Processing of transfected precursor-miR. (A) hMSCs were transfected with precursor-miR-335 using miR/PEI or miR/PEI/MNP complexes and level of a mature miR-335 strand was detected by real time PCR 5, 24 and 72 h after transfection. Cells treated with miR only were used as a control. Dashed line indicates miR-335 expression in untransfected cells. Right plot shows a linear scale of miR-335 expression 72 h after transfection. Values were normalized to RNU6B expression and represented as mean ± standard error.

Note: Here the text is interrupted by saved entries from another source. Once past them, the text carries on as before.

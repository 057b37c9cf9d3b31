//! Weighted histograms
//!
//! Bins keep the sum of weights and the sum of squared weights, so
//! statistical errors survive scaling and division.
use std::{fmt, io::Write, str::FromStr};

use itertools::Itertools;
use serde::{Deserialize, Serialize};

use crate::error::{Error, Result};

/// Equidistant binning of the interval `[min, max)`
#[derive(Copy, Clone, Debug, PartialEq, Deserialize, Serialize)]
#[serde(try_from = "String", into = "String")]
pub struct Binning {
    nbins: usize,
    min: f64,
    max: f64,
}

/// Where a value ends up
#[derive(Copy, Clone, Debug, Eq, PartialEq)]
pub enum Location {
    Underflow,
    Bin(usize),
    Overflow,
}

impl Binning {
    pub fn new(nbins: usize, min: f64, max: f64) -> Result<Self> {
        // also rejects NaN bounds
        if nbins == 0 || !(min < max) {
            return Err(Error::InvalidBinning(format!("{nbins},{min},{max}")));
        }
        Ok(Self { nbins, min, max })
    }

    /// Binning with fixed bounds, which must satisfy `min < max`
    pub(crate) const fn uniform(nbins: usize, min: f64, max: f64) -> Self {
        assert!(nbins > 0, "Binning needs at least one bin");
        Self { nbins, min, max }
    }

    pub fn nbins(&self) -> usize {
        self.nbins
    }

    /// Lower edge of the first bin
    pub fn min(&self) -> f64 {
        self.min
    }

    /// Upper edge of the last bin
    pub fn max(&self) -> f64 {
        self.max
    }

    pub fn width(&self) -> f64 {
        (self.max - self.min) / self.nbins as f64
    }

    /// Lower and upper edge of bin `i`
    pub fn edges(&self, i: usize) -> (f64, f64) {
        let w = self.width();
        (self.min + i as f64 * w, self.min + (i + 1) as f64 * w)
    }

    pub fn locate(&self, x: f64) -> Location {
        if x < self.min {
            Location::Underflow
        } else if x >= self.max || x.is_nan() {
            Location::Overflow
        } else {
            let i = ((x - self.min) / self.width()) as usize;
            // rounding can push values just below `max` into bin `nbins`
            Location::Bin(i.min(self.nbins - 1))
        }
    }
}

impl FromStr for Binning {
    type Err = Error;

    /// Parse `nbins,min,max`
    fn from_str(s: &str) -> Result<Self> {
        let invalid = || Error::InvalidBinning(s.to_owned());
        let Some((nbins, min, max)) = s.split(',').map(str::trim).collect_tuple() else {
            return Err(invalid());
        };
        let nbins = nbins.parse().map_err(|_| invalid())?;
        let min = min.parse().map_err(|_| invalid())?;
        let max = max.parse().map_err(|_| invalid())?;
        Self::new(nbins, min, max).map_err(|_| invalid())
    }
}

impl TryFrom<String> for Binning {
    type Error = Error;

    fn try_from(s: String) -> Result<Self> {
        s.parse()
    }
}

impl From<Binning> for String {
    fn from(b: Binning) -> Self {
        b.to_string()
    }
}

impl fmt::Display for Binning {
    fn fmt(&self, f: &mut fmt::Formatter<'_>) -> fmt::Result {
        write!(f, "{},{},{}", self.nbins, self.min, self.max)
    }
}

/// One-dimensional histogram
#[derive(Clone, Debug, PartialEq)]
pub struct Hist1D {
    binning: Binning,
    sumw: Vec<f64>,
    sumw2: Vec<f64>,
    underflow: f64,
    overflow: f64,
    entries: u64,
}

impl Hist1D {
    pub fn new(binning: Binning) -> Self {
        Self {
            binning,
            sumw: vec![0.; binning.nbins],
            sumw2: vec![0.; binning.nbins],
            underflow: 0.,
            overflow: 0.,
            entries: 0,
        }
    }

    pub fn binning(&self) -> &Binning {
        &self.binning
    }

    pub fn fill(&mut self, x: f64) {
        self.fill_weighted(x, 1.)
    }

    pub fn fill_weighted(&mut self, x: f64, w: f64) {
        self.entries += 1;
        match self.binning.locate(x) {
            Location::Underflow => self.underflow += w,
            Location::Overflow => self.overflow += w,
            Location::Bin(i) => {
                self.sumw[i] += w;
                self.sumw2[i] += w * w;
            }
        }
    }

    /// Sum of weights in bin `i`
    pub fn value(&self, i: usize) -> f64 {
        self.sumw[i]
    }

    /// Statistical error of bin `i`
    pub fn error(&self, i: usize) -> f64 {
        self.sumw2[i].sqrt()
    }

    pub fn values(&self) -> &[f64] {
        &self.sumw
    }

    pub fn underflow(&self) -> f64 {
        self.underflow
    }

    pub fn overflow(&self) -> f64 {
        self.overflow
    }

    /// Number of fill calls
    pub fn entries(&self) -> u64 {
        self.entries
    }

    /// Largest bin content, excluding under- and overflow
    pub fn max(&self) -> f64 {
        self.sumw.iter().copied().fold(f64::NEG_INFINITY, f64::max)
    }

    /// Sum of bin contents, excluding under- and overflow
    pub fn integral(&self) -> f64 {
        self.sumw.iter().sum()
    }

    pub fn scale(&mut self, factor: f64) {
        for w in self.sumw.iter_mut() {
            *w *= factor;
        }
        for w2 in self.sumw2.iter_mut() {
            *w2 *= factor * factor;
        }
        self.underflow *= factor;
        self.overflow *= factor;
    }

    /// Bin-by-bin ratio `self / denom`
    ///
    /// Errors are propagated assuming uncorrelated histograms. Bins with
    /// a vanishing denominator are set to zero.
    pub fn divide(&self, denom: &Self) -> Result<Self> {
        if self.binning != denom.binning {
            return Err(Error::BinningMismatch);
        }
        let mut ratio = Self::new(self.binning);
        ratio.entries = self.entries;
        for i in 0..self.binning.nbins {
            let (a, b) = (self.sumw[i], denom.sumw[i]);
            if b == 0. {
                continue;
            }
            let (ea2, eb2) = (self.sumw2[i], denom.sumw2[i]);
            ratio.sumw[i] = a / b;
            ratio.sumw2[i] = (ea2 * b * b + eb2 * a * a) / (b * b * b * b);
        }
        Ok(ratio)
    }

    /// Add the contents of `other`
    ///
    /// # Panics
    ///
    /// Panics if the binnings differ.
    pub fn merge(&mut self, other: &Self) {
        assert_eq!(self.binning, other.binning, "Histogram binnings differ");
        for (w, ow) in self.sumw.iter_mut().zip(&other.sumw) {
            *w += ow;
        }
        for (w2, ow2) in self.sumw2.iter_mut().zip(&other.sumw2) {
            *w2 += ow2;
        }
        self.underflow += other.underflow;
        self.overflow += other.overflow;
        self.entries += other.entries;
    }

    /// Write one line `low high content error` per bin
    pub fn write_table(&self, mut out: impl Write) -> std::io::Result<()> {
        for i in 0..self.binning.nbins {
            let (low, high) = self.binning.edges(i);
            writeln!(out, "{low:e} {high:e} {:e} {:e}", self.value(i), self.error(i))?;
        }
        Ok(())
    }
}

/// Two-dimensional histogram
#[derive(Clone, Debug, PartialEq)]
pub struct Hist2D {
    x: Binning,
    y: Binning,
    // row-major, x index varies slowest
    sumw: Vec<f64>,
    sumw2: Vec<f64>,
    outside: f64,
    entries: u64,
}

impl Hist2D {
    pub fn new(x: Binning, y: Binning) -> Self {
        let n = x.nbins * y.nbins;
        Self {
            x,
            y,
            sumw: vec![0.; n],
            sumw2: vec![0.; n],
            outside: 0.,
            entries: 0,
        }
    }

    pub fn binning(&self) -> (&Binning, &Binning) {
        (&self.x, &self.y)
    }

    pub fn fill(&mut self, x: f64, y: f64) {
        self.fill_weighted(x, y, 1.)
    }

    pub fn fill_weighted(&mut self, x: f64, y: f64, w: f64) {
        self.entries += 1;
        match (self.x.locate(x), self.y.locate(y)) {
            (Location::Bin(ix), Location::Bin(iy)) => {
                let i = ix * self.y.nbins + iy;
                self.sumw[i] += w;
                self.sumw2[i] += w * w;
            }
            _ => self.outside += w,
        }
    }

    pub fn value(&self, ix: usize, iy: usize) -> f64 {
        self.sumw[ix * self.y.nbins + iy]
    }

    pub fn error(&self, ix: usize, iy: usize) -> f64 {
        self.sumw2[ix * self.y.nbins + iy].sqrt()
    }

    /// Sum of weights that did not end up in any bin
    pub fn outside(&self) -> f64 {
        self.outside
    }

    pub fn entries(&self) -> u64 {
        self.entries
    }

    pub fn max(&self) -> f64 {
        self.sumw.iter().copied().fold(f64::NEG_INFINITY, f64::max)
    }

    pub fn integral(&self) -> f64 {
        self.sumw.iter().sum()
    }

    /// Add the contents of `other`
    ///
    /// # Panics
    ///
    /// Panics if the binnings differ.
    pub fn merge(&mut self, other: &Self) {
        assert_eq!(
            (self.x, self.y),
            (other.x, other.y),
            "Histogram binnings differ"
        );
        for (w, ow) in self.sumw.iter_mut().zip(&other.sumw) {
            *w += ow;
        }
        for (w2, ow2) in self.sumw2.iter_mut().zip(&other.sumw2) {
            *w2 += ow2;
        }
        self.outside += other.outside;
        self.entries += other.entries;
    }

    /// Write one line `xlow xhigh ylow yhigh content error` per bin
    pub fn write_table(&self, mut out: impl Write) -> std::io::Result<()> {
        for (ix, iy) in (0..self.x.nbins).cartesian_product(0..self.y.nbins) {
            let (xlow, xhigh) = self.x.edges(ix);
            let (ylow, yhigh) = self.y.edges(iy);
            writeln!(
                out,
                "{xlow:e} {xhigh:e} {ylow:e} {yhigh:e} {:e} {:e}",
                self.value(ix, iy),
                self.error(ix, iy)
            )?;
        }
        Ok(())
    }
}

The data are representative of 5 independent biological experiments (n = 5), each of which was measured in qPCR-triplicates. **p ≤ 0.001 versus miR, ^##p ≤ 0.001 versus miR/PEI-mediated transfection; (B,C) Labeled miR/PEI (B) and miR/PEI/MNP complexes (C) were visualized by confocal laser scanning microscopy 72 h after transfection in hMSCs. miR-335 was labeled with Cy™5 dye (cyan), PEI was labeled with Oregon Green^® 488 (yellow) and MNPs were labeled with Atto 565 (red). Nuclei were counterstained with DAPI (gray). The arrow indicates condensed miR/PEI complexes inside the nucleus. Scale bar = 5 μm.

Figure 6

Efficient knockdown of miR-335 target genes. (A,B) hMSCs were transfected with miR/PEI or miR/PEI/MNP complexes and relative gene expression of TNC (A) and RUNX2 (B) was measured by real-time PCR 5, 24 and 72 h after transfection. Cells treated with miR only were used as control. Dashed line indicates gene expression in untransfected cells. Values were normalized to GAPDH expression and are represented as mean ± standard error, n = 5, *p ≤ 0.05 versus miR, **p ≤ 0.001 versus miR, ^##p ≤ 0.001 versus miR/PEI - mediated transfection.

Figure 7

Migration activity of hMSCs after miR-335 transfection. (A) hMSCs were transfected with miR/PEI/MNP complexes and migration activity was tested 24 h after transfection. The overgrown surface area of transfected cells was measured before and 12 h after scratching. Untransfected cells were used as control. Data are presented as mean ± standard error, n = 5, **p ≤ 0.001; (B,C) Representative images after transfection with magnetic polyplexes containing either scrambled miR (B,B′) or miR-335 (C,C′). Images were taken immediately after (B,C) and 12 h after scratching (B′,C′). Values represent the non-overgrown surface area. Scale bar = 200 μm.